Sonntag, 18. Oktober 2020
Suìmh Aille -14
Wir gehen alle in das Zimmer gegenüber und Papa wuchtet den Koffer auf das Bett. Dann ziehen sie sich zurück und lassen mich mit Mama und Tante Emma allein. Mama öffnet den Koffer und klappt den Deckel hoch. Zum Vorschein kommt ein Traum in Weiß. Mama und Tante Emma machen große Augen.

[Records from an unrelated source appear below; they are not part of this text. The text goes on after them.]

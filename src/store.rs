use log::{debug, error, info, warn};
use serde::{Serialize, Deserialize};
use thiserror::Error;

use crate::backend::{KeyValueStore, BackendError, Snapshot, SnapshotError};
use crate::core::{LedgerState, LedgerError, Transaction, DuplicatePolicy, Applied, Amount};

#[derive(Clone, PartialEq, Debug, Serialize, Deserialize)]
#[serde(default)]
pub struct StoreOptions {
    /// Name of the blob holding the ledger.
    pub key: String,
    /// Largest balance drift left alone on load.
    pub tolerance: Amount,
    pub duplicates: DuplicatePolicy
}

impl StoreOptions {
    pub const DEFAULT_KEY: &'static str = "balance-storage";
}

impl Default for StoreOptions {
    fn default() -> Self {
        StoreOptions {
            key: Self::DEFAULT_KEY.to_owned(),
            tolerance: LedgerState::BALANCE_TOLERANCE,
            duplicates: DuplicatePolicy::default()
        }
    }
}

#[derive(Debug, Error)]
pub enum StoreError {
    #[error(transparent)]
    Ledger(#[from] LedgerError),
    /// The in-memory ledger was updated but could not be written out.
    #[error("change applied but not persisted: {source}")]
    NotDurable {
        #[source]
        source: BackendError
    },
    #[error("could not encode ledger: {0}")]
    Encode(#[from] SnapshotError)
}

pub type StoreResult<T> = Result<T, StoreError>;

/// How the in-memory ledger was obtained from storage.
#[derive(Clone, Copy, PartialEq, Debug)]
pub enum Rehydration {
    /// Nothing was stored.
    Empty,
    /// Stored state loaded as is.
    Restored { transactions: usize },
    /// Stored state loaded with its balance rebuilt from the transactions.
    Repaired { stored: Amount, calculated: Amount },
    /// The stored blob could not be decoded and was ignored.
    Discarded,
    /// The backend could not be read.
    Unavailable
}

/// A ledger kept in sync with a key-value backend.
///
/// The store only exists rehydrated: `open` loads and reconciles the
/// persisted state before handing out the value, so no mutation can
/// run ahead of rehydration. Every mutation writes the new state
/// through to the backend before returning.
pub struct LedgerStore<S: KeyValueStore> {
    backend: S,
    options: StoreOptions,
    state: LedgerState,
    last_rehydration: Rehydration
}

impl<S: KeyValueStore> LedgerStore<S> {
    pub fn open(backend: S, options: StoreOptions) -> LedgerStore<S> {
        let mut store = LedgerStore {
            backend,
            options,
            state: LedgerState::new(),
            last_rehydration: Rehydration::Empty
        };
        store.rehydrate();
        return store;
    }

    pub fn with_defaults(backend: S) -> LedgerStore<S> {
        LedgerStore::open(backend, StoreOptions::default())
    }

    /// Replaces the in-memory state with what the backend holds.
    ///
    /// Fails open: an unreadable backend or an undecodable blob yields an
    /// empty ledger. Never writes to the backend.
    pub fn rehydrate(&mut self) -> Rehydration {
        let key = &self.options.key;
        let (state, outcome) = match self.backend.get(key) {
            Ok(None) => (LedgerState::new(), Rehydration::Empty),
            Ok(Some(blob)) => match Snapshot::decode(&blob) {
                Ok(mut state) => match state.reconcile(self.options.tolerance) {
                    Some(repair) => {
                        info!("ledger {}: balance {} rebuilt as {} from {} transactions",
                            key, repair.stored, repair.calculated, state.len());
                        (state, Rehydration::Repaired { stored: repair.stored, calculated: repair.calculated })
                    },
                    None => {
                        let transactions = state.len();
                        (state, Rehydration::Restored { transactions })
                    }
                },
                Err(err) => {
                    warn!("ledger {}: discarding stored state: {}", key, err);
                    (LedgerState::new(), Rehydration::Discarded)
                }
            },
            Err(err) => {
                error!("ledger {}: could not read stored state: {}", key, err);
                (LedgerState::new(), Rehydration::Unavailable)
            }
        };

        debug!("ledger {} rehydrated: {:?}", key, outcome);
        self.state = state;
        self.last_rehydration = outcome;
        return outcome;
    }

    pub fn append_transaction(&mut self, transaction: Transaction) -> StoreResult<Applied> {
        debug!("appending {} ({})", transaction.id, transaction.amount);
        let applied = self.state.apply(transaction, self.options.duplicates)?;
        if applied == Applied::Ignored {
            return Ok(applied);
        }
        self.persist()?;
        return Ok(applied);
    }

    pub fn clear_ledger(&mut self) -> StoreResult<()> {
        debug!("clearing ledger {}", self.options.key);
        self.state.clear();
        self.persist()
    }

    fn persist(&self) -> StoreResult<()> {
        let blob = Snapshot::encode(&self.state)?;
        if let Err(source) = self.backend.set(&self.options.key, &blob) {
            error!("ledger {}: change kept in memory only: {}", self.options.key, source);
            return Err(StoreError::NotDurable { source });
        }
        return Ok(());
    }

    pub fn state(&self) -> &LedgerState {
        &self.state
    }

    pub fn balance(&self) -> Amount {
        self.state.balance()
    }

    pub fn transactions(&self) -> &[Transaction] {
        self.state.transactions()
    }

    pub fn options(&self) -> &StoreOptions {
        &self.options
    }

    pub fn last_rehydration(&self) -> Rehydration {
        self.last_rehydration
    }

    pub fn backend(&self) -> &S {
        &self.backend
    }

    pub fn into_backend(self) -> S {
        self.backend
    }
}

Ich ziehe mich in das angrenzende Gäste-Bad zurück und Mama bringt mir nacheinander die Kleidungsstücke, die Tante Emma vorsichtig aus dem Koffer nimmt. Ich wechsele nun meine Kleidung und ziehe die Festkleidung mit Mamas Hilfe an. Nach der Unterwäsche bringt sie mir ein bodenlanges weißes Kleid mit keltischen Mustern aus silberfarbenem Faden zwischen denen Perlen vernäht wurden. Rechts und links wird das Kleid durch Schnüre gerafft und ein Gürtel in Weiß mit dem gleichen Muster vervollständigt das Bild. An beide Oberarme wird je ein Tuch geknöpft, die in Falten bis zum Unterschenkel hinunterfallen. Lange Manschetten bilden die Ärmel. Mama hilft mir, sie zuzuknöpfen. Danach kämmt sie mein Haar vor dem Spiegel und steckt das Diadem in meiner Frisur fest, das ich mir mit zittrigen Händen aufsetze. Nun erhebe ich mich und Mama hilft mir den Festumhang in meinem Rücken an den Schultern zu befestigen. Gold an Hals und Handgelenken vervollständigt die Braut. Mama hat sich inzwischen gefasst. Nichts scheint sie mehr erschüttern zu können. Sie umrundet mich einmal und nickt dann. Ich raffe nun Kleid und Umhang. Mama hilft mir nun in die Schuhe. Dann gehen wir hinüber in das andere Gästezimmer, wo ich mich Papa und Onkel Peter präsentiere.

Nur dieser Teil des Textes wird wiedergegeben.